El daño que ha ocasionado a trabajadores federales el cierre del gobierno de Estados Unidos ante la exigencia del presidente Donald Trump de recursos para el muro fronterizo ha afectado a las economías de las ciudades que albergan sus oficinas.

Aproximadamente 21 mil 700 trabajadores federales comenzaron a tomar decisiones que repercuten en negocios locales: comen menos en los puestos de comida, limitan sus viajes y compran sus alimentos en despensas públicas, en lugar de las tiendas de comestibles.

Se trata, principalmente, de ciudades en Utah, West Virginia y Alabama, donde laboran 10 mil, 6 mil 200 y 5 mil 500 empleados del gobierno respectivamente, quienes buscan ahorrar más para estar preparados ante un apagón de la administración que podría extenderse por meses, al ver que hay pocos o nulos progresos en la negociación entre la Casa Blanca y legisladores demócratas, quienes se resisten a entregar a Trump los 5.7 mil millones de dolores que necesita para levantar su proyecto de seguridad.
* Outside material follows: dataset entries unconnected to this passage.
//! Workflow graph definition
//!
//! A graph is static data: named stages, ordered edges with predicates, and
//! an entry stage. [`WorkflowGraph`] is the builder; [`BuiltGraph`] is the
//! validated form the executor routes on.
//!
//! ```ignore
//! let graph = WorkflowGraph::new()
//!     .name("leads")
//!     .stage("research", StageKind::agent("research"))
//!     .stage("qualify", StageKind::agent("scorer"))
//!     .entry("research")
//!     .edge("research", "qualify")
//!     .edge_when("qualify", "research", Predicate::below("research", "quality_score", 40.0))
//!     .edge("qualify", END)
//!     .build()?;
//! ```

mod predicate;

pub use predicate::{Pattern, Predicate};

use serde::{Deserialize, Serialize};
use std::collections::{BTreeMap, HashMap, HashSet};
use std::time::Duration;
use thiserror::Error;

use crate::config::RetryPolicy;
use crate::instance::StageResult;

/// Sentinel target for terminal edges
pub const END: &str = "END";

/// One branch of a fan-out stage
#[derive(Debug, Clone, PartialEq, Serialize, Deserialize)]
pub struct Branch {
    /// Name the branch result is stored under
    pub name: String,
    pub agent: String,
    /// A failing required branch fails the whole stage
    #[serde(default)]
    pub required: bool,
}

impl Branch {
    pub fn required(name: impl Into<String>, agent: impl Into<String>) -> Self {
        Self {
            name: name.into(),
            agent: agent.into(),
            required: true,
        }
    }

    pub fn optional(name: impl Into<String>, agent: impl Into<String>) -> Self {
        Self {
            name: name.into(),
            agent: agent.into(),
            required: false,
        }
    }
}

/// Configuration of an auction stage
#[derive(Debug, Clone, PartialEq, Serialize, Deserialize)]
pub struct AuctionStage {
    /// Task id bids must name
    pub task: String,
    pub participants: Vec<String>,
    /// Overrides the policy deadline
    #[serde(default, with = "humantime_serde")]
    pub deadline: Option<Duration>,
    /// Stage to continue with when the auction cannot produce a win
    #[serde(default)]
    pub degraded: Option<String>,
    /// Quality floor for a single retry after a quality veto
    #[serde(default)]
    pub relax_quality_to: Option<u8>,
}

impl AuctionStage {
    pub fn new<I, S>(task: impl Into<String>, participants: I) -> Self
    where
        I: IntoIterator<Item = S>,
        S: Into<String>,
    {
        Self {
            task: task.into(),
            participants: participants.into_iter().map(Into::into).collect(),
            deadline: None,
            degraded: None,
            relax_quality_to: None,
        }
    }

    pub fn with_deadline(mut self, deadline: Duration) -> Self {
        self.deadline = Some(deadline);
        self
    }

    pub fn degraded_to(mut self, stage: impl Into<String>) -> Self {
        self.degraded = Some(stage.into());
        self
    }

    pub fn relax_quality_to(mut self, quality: u8) -> Self {
        self.relax_quality_to = Some(quality);
        self
    }
}

/// What a stage does when the cursor reaches it
#[derive(Debug, Clone, PartialEq, Serialize, Deserialize)]
#[serde(tag = "type", rename_all = "snake_case")]
pub enum StageKind {
    /// Run one agent
    Agent { agent: String },
    /// Run branches concurrently, fan in when all finish
    FanOut { branches: Vec<Branch> },
    /// Let participants bid, run the winner
    Auction(AuctionStage),
    /// Approval gate scored from another stage's result
    Approval { score_stage: String, score_field: String },
    /// Dispatch the approved action, carrying the listed stage outputs
    Action {
        #[serde(default)]
        include: Vec<String>,
    },
}

impl StageKind {
    pub fn agent(agent: impl Into<String>) -> Self {
        Self::Agent { agent: agent.into() }
    }

    pub fn fan_out(branches: Vec<Branch>) -> Self {
        Self::FanOut { branches }
    }

    pub fn approval(score_stage: impl Into<String>, score_field: impl Into<String>) -> Self {
        Self::Approval {
            score_stage: score_stage.into(),
            score_field: score_field.into(),
        }
    }

    pub fn action<I, S>(include: I) -> Self
    where
        I: IntoIterator<Item = S>,
        S: Into<String>,
    {
        Self::Action {
            include: include.into_iter().map(Into::into).collect(),
        }
    }

    fn label(&self) -> &'static str {
        match self {
            StageKind::Agent { .. } => "agent",
            StageKind::FanOut { .. } => "fan_out",
            StageKind::Auction(_) => "auction",
            StageKind::Approval { .. } => "approval",
            StageKind::Action { .. } => "action",
        }
    }
}

/// A named stage
#[derive(Debug, Clone, PartialEq, Serialize, Deserialize)]
pub struct Stage {
    pub name: String,
    pub kind: StageKind,
    /// Overrides the engine-wide visit cap
    #[serde(default)]
    pub max_visits: Option<u32>,
    /// Overrides the engine-wide retry policy
    #[serde(default)]
    pub retry: Option<RetryPolicy>,
}

impl Stage {
    pub fn new(name: impl Into<String>, kind: StageKind) -> Self {
        Self {
            name: name.into(),
            kind,
            max_visits: None,
            retry: None,
        }
    }

    pub fn with_max_visits(mut self, max: u32) -> Self {
        self.max_visits = Some(max);
        self
    }

    pub fn with_retry(mut self, retry: RetryPolicy) -> Self {
        self.retry = Some(retry);
        self
    }
}

/// A directed edge, taken when its predicate holds
#[derive(Debug, Clone, PartialEq, Serialize, Deserialize)]
pub struct Edge {
    pub from: String,
    pub to: String,
    #[serde(default = "Predicate::always")]
    pub when: Predicate,
}

/// Errors that can occur while building a workflow graph
#[derive(Debug, Error, PartialEq, Eq)]
pub enum GraphBuildError {
    #[error("workflow entry point not set")]
    NoEntryPoint,
    #[error("unknown stage: {0}")]
    UnknownStage(String),
    #[error("duplicate stage or branch name: {0}")]
    DuplicateStage(String),
    #[error("stage {0} has no agents")]
    EmptyStage(String),
    #[error("stage {0} has no outgoing edges")]
    DeadEnd(String),
    #[error("invalid pattern in edge from {stage}: {message}")]
    InvalidPattern { stage: String, message: String },
}

/// Builder for workflow graphs
#[derive(Debug, Clone, Default)]
pub struct WorkflowGraph {
    name: String,
    stages: Vec<Stage>,
    edges: Vec<Edge>,
    entry: Option<String>,
}

impl WorkflowGraph {
    pub fn new() -> Self {
        Self::default()
    }

    pub fn name(mut self, name: impl Into<String>) -> Self {
        self.name = name.into();
        self
    }

    /// Add a stage with default visit cap and retry policy
    pub fn stage(self, name: impl Into<String>, kind: StageKind) -> Self {
        self.stage_with(Stage::new(name, kind))
    }

    pub fn stage_with(mut self, stage: Stage) -> Self {
        self.stages.push(stage);
        self
    }

    pub fn entry(mut self, name: impl Into<String>) -> Self {
        self.entry = Some(name.into());
        self
    }

    /// Unconditional edge
    pub fn edge(self, from: impl Into<String>, to: impl Into<String>) -> Self {
        self.edge_when(from, to, Predicate::Always)
    }

    /// Conditional edge; edges from one stage are tried in insertion order
    pub fn edge_when(mut self, from: impl Into<String>, to: impl Into<String>, when: Predicate) -> Self {
        self.edges.push(Edge {
            from: from.into(),
            to: to.into(),
            when,
        });
        self
    }

    /// Validate and build the graph
    pub fn build(self) -> Result<BuiltGraph, GraphBuildError> {
        let entry = self.entry.ok_or(GraphBuildError::NoEntryPoint)?;

        let mut names = HashSet::new();
        for stage in &self.stages {
            if stage.name == END || !names.insert(stage.name.clone()) {
                return Err(GraphBuildError::DuplicateStage(stage.name.clone()));
            }
        }
        for stage in &self.stages {
            if let StageKind::FanOut { branches } = &stage.kind {
                for branch in branches {
                    if !names.insert(branch.name.clone()) {
                        return Err(GraphBuildError::DuplicateStage(branch.name.clone()));
                    }
                }
            }
        }

        let stages: BTreeMap<String, Stage> = self
            .stages
            .iter()
            .map(|s| (s.name.clone(), s.clone()))
            .collect();

        if !stages.contains_key(&entry) {
            return Err(GraphBuildError::UnknownStage(entry));
        }

        for stage in stages.values() {
            match &stage.kind {
                StageKind::FanOut { branches } if branches.is_empty() => {
                    return Err(GraphBuildError::EmptyStage(stage.name.clone()))
                }
                StageKind::Auction(auction) => {
                    if auction.participants.is_empty() {
                        return Err(GraphBuildError::EmptyStage(stage.name.clone()));
                    }
                    if let Some(degraded) = &auction.degraded {
                        if !stages.contains_key(degraded) {
                            return Err(GraphBuildError::UnknownStage(degraded.clone()));
                        }
                    }
                }
                StageKind::Approval { score_stage, .. } if !names.contains(score_stage) => {
                    return Err(GraphBuildError::UnknownStage(score_stage.clone()))
                }
                _ => {}
            }
        }

        let mut edges: HashMap<String, Vec<Edge>> = HashMap::new();
        for edge in self.edges {
            if !stages.contains_key(&edge.from) {
                return Err(GraphBuildError::UnknownStage(edge.from));
            }
            if edge.to != END && !stages.contains_key(&edge.to) {
                return Err(GraphBuildError::UnknownStage(edge.to));
            }
            check_patterns(&edge.from, &edge.when)?;
            edges.entry(edge.from.clone()).or_default().push(edge);
        }

        for stage in stages.keys() {
            if !edges.contains_key(stage) {
                return Err(GraphBuildError::DeadEnd(stage.clone()));
            }
        }

        Ok(BuiltGraph {
            name: self.name,
            entry,
            order: self.stages.into_iter().map(|s| s.name).collect(),
            stages,
            edges,
        })
    }
}

fn check_patterns(stage: &str, predicate: &Predicate) -> Result<(), GraphBuildError> {
    match predicate {
        Predicate::Matches { pattern, .. } => match pattern.error() {
            Some(message) => Err(GraphBuildError::InvalidPattern {
                stage: stage.to_string(),
                message: message.to_string(),
            }),
            None => Ok(()),
        },
        Predicate::All { of } | Predicate::Any { of } => {
            of.iter().try_for_each(|p| check_patterns(stage, p))
        }
        Predicate::Not { predicate } => check_patterns(stage, predicate),
        _ => Ok(()),
    }
}

/// Validated workflow graph
#[derive(Debug, Clone)]
pub struct BuiltGraph {
    name: String,
    entry: String,
    /// Declaration order, for rendering
    order: Vec<String>,
    stages: BTreeMap<String, Stage>,
    edges: HashMap<String, Vec<Edge>>,
}

impl BuiltGraph {
    pub fn name(&self) -> &str {
        &self.name
    }

    pub fn entry(&self) -> &str {
        &self.entry
    }

    pub fn stage(&self, name: &str) -> Option<&Stage> {
        self.stages.get(name)
    }

    pub fn stages(&self) -> impl Iterator<Item = &Stage> {
        self.order.iter().filter_map(|name| self.stages.get(name))
    }

    pub fn edges_from(&self, stage: &str) -> &[Edge] {
        self.edges.get(stage).map(Vec::as_slice).unwrap_or(&[])
    }

    /// Target of the first edge from `stage` whose predicate holds.
    ///
    /// Returns [`END`] for terminal edges and `None` when nothing matches.
    pub fn route(&self, stage: &str, results: &BTreeMap<String, StageResult>) -> Option<&str> {
        let target = self
            .edges_from(stage)
            .iter()
            .find(|edge| edge.when.evaluate(results))
            .map(|edge| edge.to.as_str());
        tracing::debug!(stage, ?target, "edges evaluated");
        target
    }

    /// Upper bound on transitions for one instance
    pub fn step_limit(&self, default_visits: u32) -> u64 {
        let visits: u64 = self
            .stages
            .values()
            .map(|s| u64::from(s.max_visits.unwrap_or(default_visits)))
            .sum();
        // One extra transition per stage for approval resolution and the final commit
        visits + self.stages.len() as u64 + 1
    }

    /// Render the graph as a Mermaid flowchart
    pub fn to_mermaid(&self) -> String {
        let mut lines = vec!["flowchart TD".to_string()];
        lines.push(format!("    {}([{}])", sanitize_id(END), END));
        for stage in self.stages() {
            lines.push(render_stage(stage));
        }
        lines.push(format!("    start([start]) --> {}", sanitize_id(&self.entry)));
        for name in &self.order {
            for edge in self.edges_from(name) {
                let from = sanitize_id(&edge.from);
                let to = sanitize_id(&edge.to);
                match edge.when.label() {
                    Some(label) => lines.push(format!(
                        "    {} -->|{}| {}",
                        from,
                        label.replace('|', "/").replace('"', "'"),
                        to
                    )),
                    None => lines.push(format!("    {} --> {}", from, to)),
                }
            }
            if let Some(Stage {
                kind: StageKind::Auction(AuctionStage { degraded: Some(d), .. }),
                ..
            }) = self.stage(name)
            {
                lines.push(format!("    {} -.->|degraded| {}", sanitize_id(name), sanitize_id(d)));
            }
        }
        lines.join("\n")
    }
}

/// Mermaid node ids must be alphanumeric or underscores
fn sanitize_id(id: &str) -> String {
    id.chars()
        .map(|c| if c.is_alphanumeric() || c == '_' { c } else { '_' })
        .collect()
}

fn render_stage(stage: &Stage) -> String {
    let id = sanitize_id(&stage.name);
    let label = format!("{}: {}", stage.name, stage.kind.label());
    match &stage.kind {
        StageKind::Agent { .. } => format!("    {}[{}]", id, label),
        StageKind::FanOut { branches } => {
            let names: Vec<&str> = branches.iter().map(|b| b.name.as_str()).collect();
            format!("    {}[/{} {}\\]", id, label, names.join(","))
        }
        StageKind::Auction(_) => format!("    {}[[{}]]", id, label),
        StageKind::Approval { .. } => format!("    {}{{{}}}", id, label),
        StageKind::Action { .. } => format!("    {}({})", id, label),
    }
}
Sólo en la ciudad de Ogden, Utah, se estima que el golpe en sus ingresos semanales sea de 314 mil dólares en promedio, algo que podría retrasar proyectos de parques y carreteras.

Mientras tanto, en Salt Lake City, más de 4 mil empleados federales que trabajan para el Servicio de Impuestos Internos y el Servicio Forestal de Estados Unidos fueron despedidos como parte del cierre del gobierno. El apagón en las oficinas federales ha repercutido en dicha ciudad, donde aproximadamente un tercio de ingresos anuales proviene del impuesto a las ventas.

Cerca de 2 mil 200 trabajadores del Centro Marshall de Vuelos Espaciales de la NASA en Huntsville, Alabama, también fueron despedidos, dejando a los restaurantes cercanos preocupados por las consecuencias económicas, ya que los trabajadores están haciendo planes para reducir los gastos, anticipando la contracción del presupuesto.

El presidente Trump anunció que, en un hecho inédito, recurrirá al poco usual recurso de transmitir un mensaje en cadena nacional hoy a las 21:00, hora del este, para reforzar su idea del muro al pueblo estadounidense.